### Records supplied
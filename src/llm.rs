//! Language-model oracle abstraction.
//!
//! The pipeline and the reader never talk to a provider directly; they hold an
//! `Arc<dyn LanguageModel>` and use one of three call shapes:
//! - [`LanguageModel::complete`] for free text,
//! - [`LanguageModel::complete_structured`] for output bound to a JSON schema,
//! - [`LanguageModel::decide`] for tool calling, which yields either tool
//!   invocations or a final answer.

use async_trait::async_trait;
use schemars::JsonSchema;
use serde::de::DeserializeOwned;
use serde::{Deserialize, Serialize};
use serde_json::Value;

use crate::{Error, Result};

/// Chat message in the OpenAI wire format.
#[derive(Debug, Clone, PartialEq, Serialize, Deserialize)]
pub struct ChatMessage {
    pub role: String,
    #[serde(default, skip_serializing_if = "Option::is_none")]
    pub content: Option<String>,
    #[serde(default, skip_serializing_if = "Option::is_none")]
    pub tool_calls: Option<Vec<ToolCall>>,
    #[serde(default, skip_serializing_if = "Option::is_none")]
    pub tool_call_id: Option<String>,
}

impl ChatMessage {
    fn with_content(role: &str, content: impl Into<String>) -> Self {
        Self {
            role: role.to_string(),
            content: Some(content.into()),
            tool_calls: None,
            tool_call_id: None,
        }
    }

    pub fn system(content: impl Into<String>) -> Self {
        Self::with_content("system", content)
    }

    pub fn user(content: impl Into<String>) -> Self {
        Self::with_content("user", content)
    }

    pub fn assistant(content: impl Into<String>) -> Self {
        Self::with_content("assistant", content)
    }

    /// Assistant turn that requested tool invocations.
    pub fn assistant_tool_calls(calls: Vec<ToolCall>) -> Self {
        Self {
            role: "assistant".to_string(),
            content: None,
            tool_calls: Some(calls),
            tool_call_id: None,
        }
    }

    /// Tool output answering the call with `call_id`.
    pub fn tool(call_id: impl Into<String>, content: impl Into<String>) -> Self {
        Self {
            role: "tool".to_string(),
            content: Some(content.into()),
            tool_calls: None,
            tool_call_id: Some(call_id.into()),
        }
    }
}

/// Tool invocation requested by the model.
#[derive(Debug, Clone, PartialEq, Serialize, Deserialize)]
pub struct ToolCall {
    pub id: String,
    #[serde(rename = "type", default = "function_kind")]
    pub kind: String,
    pub function: FunctionCall,
}

impl ToolCall {
    pub fn new(id: impl Into<String>, name: impl Into<String>, arguments: Value) -> Self {
        Self {
            id: id.into(),
            kind: function_kind(),
            function: FunctionCall {
                name: name.into(),
                arguments: arguments.to_string(),
            },
        }
    }
}

#[derive(Debug, Clone, PartialEq, Serialize, Deserialize)]
pub struct FunctionCall {
    pub name: String,
    /// JSON-encoded arguments, as the model produced them
    pub arguments: String,
}

fn function_kind() -> String {
    "function".to_string()
}

/// Declared callable action offered to the model.
#[derive(Debug, Clone, PartialEq)]
pub struct ToolSpec {
    pub name: String,
    pub description: String,
    pub parameters: Value,
}

impl ToolSpec {
    /// Describe a tool whose arguments deserialize into `T`.
    pub fn of<T: JsonSchema>(name: &str, description: &str) -> Self {
        Self {
            name: name.to_string(),
            description: description.to_string(),
            parameters: schema_value::<T>(),
        }
    }
}

/// Declared output schema for structured completions.
#[derive(Debug, Clone, PartialEq)]
pub struct OutputSchema {
    pub name: String,
    pub schema: Value,
}

impl OutputSchema {
    pub fn of<T: JsonSchema>(name: &str) -> Self {
        Self {
            name: name.to_string(),
            schema: schema_value::<T>(),
        }
    }
}

fn schema_value<T: JsonSchema>() -> Value {
    let mut schema = serde_json::to_value(schemars::schema_for!(T)).unwrap_or(Value::Null);
    if let Some(obj) = schema.as_object_mut() {
        obj.remove("$schema");
        obj.remove("title");
    }
    schema
}

/// Outcome of one tool-calling turn.
#[derive(Debug, Clone, PartialEq)]
pub enum Decision {
    /// The model wants these tools executed before it continues
    ToolCalls(Vec<ToolCall>),
    /// The model produced its final text
    Final(String),
}

/// Blocking request/response access to a language model.
#[async_trait]
pub trait LanguageModel: Send + Sync {
    /// Free-text completion.
    async fn complete(&self, messages: &[ChatMessage]) -> Result<String>;

    /// Completion constrained to `schema`; returns the decoded JSON value.
    async fn complete_structured(
        &self,
        messages: &[ChatMessage],
        schema: &OutputSchema,
    ) -> Result<Value>;

    /// Tool-calling turn over the declared `tools`.
    async fn decide(&self, messages: &[ChatMessage], tools: &[ToolSpec]) -> Result<Decision>;
}

/// Structured completion decoded into `T`; non-conforming output is a schema violation.
pub async fn complete_as<T>(llm: &dyn LanguageModel, messages: &[ChatMessage], name: &str) -> Result<T>
where
    T: DeserializeOwned + JsonSchema,
{
    let schema = OutputSchema::of::<T>(name);
    let value = llm.complete_structured(messages, &schema).await?;
    serde_json::from_value(value)
        .map_err(|e| Error::SchemaViolation(format!("{} output does not match schema: {}", name, e)))
}

/// System + user message pair.
pub fn system_user(system: &str, user: &str) -> Vec<ChatMessage> {
    vec![ChatMessage::system(system), ChatMessage::user(user)]
}
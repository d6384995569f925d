//! Embeddings and similarity search over graph nodes
//!
//! Provides tools for:
//! - Generating embeddings with OpenAI or a local hashing embedder
//! - Storing node vectors in Qdrant or an in-process index
//! - Shortlisting candidate nodes for a query

pub mod embeddings;
pub mod indexer;
pub mod vector_db;

pub use embeddings::{Embedder, EmbeddingService, LocalEmbedder};
pub use indexer::{IndexerConfig, NodeIndexer, NODE_FIELD};
pub use vector_db::{
    IndexEntry, IndexSpec, LocalIndex, Metric, QdrantIndex, ScoredMatch, SimilarityIndex,
};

### Task
Nothing but the lines from the top of the entries above through the line with "for output bound" should be set down, each exactly as written.

### Response to the task
filename src/llm.rs
//! Language-model oracle abstraction.
//!
//! The pipeline and the reader never talk to a provider directly; they hold an
//! `Arc<dyn LanguageModel>` and use one of three call shapes:
//! - [`LanguageModel::complete`] for free text,
//! - [`LanguageModel::complete_structured`] for output bound to a JSON schema,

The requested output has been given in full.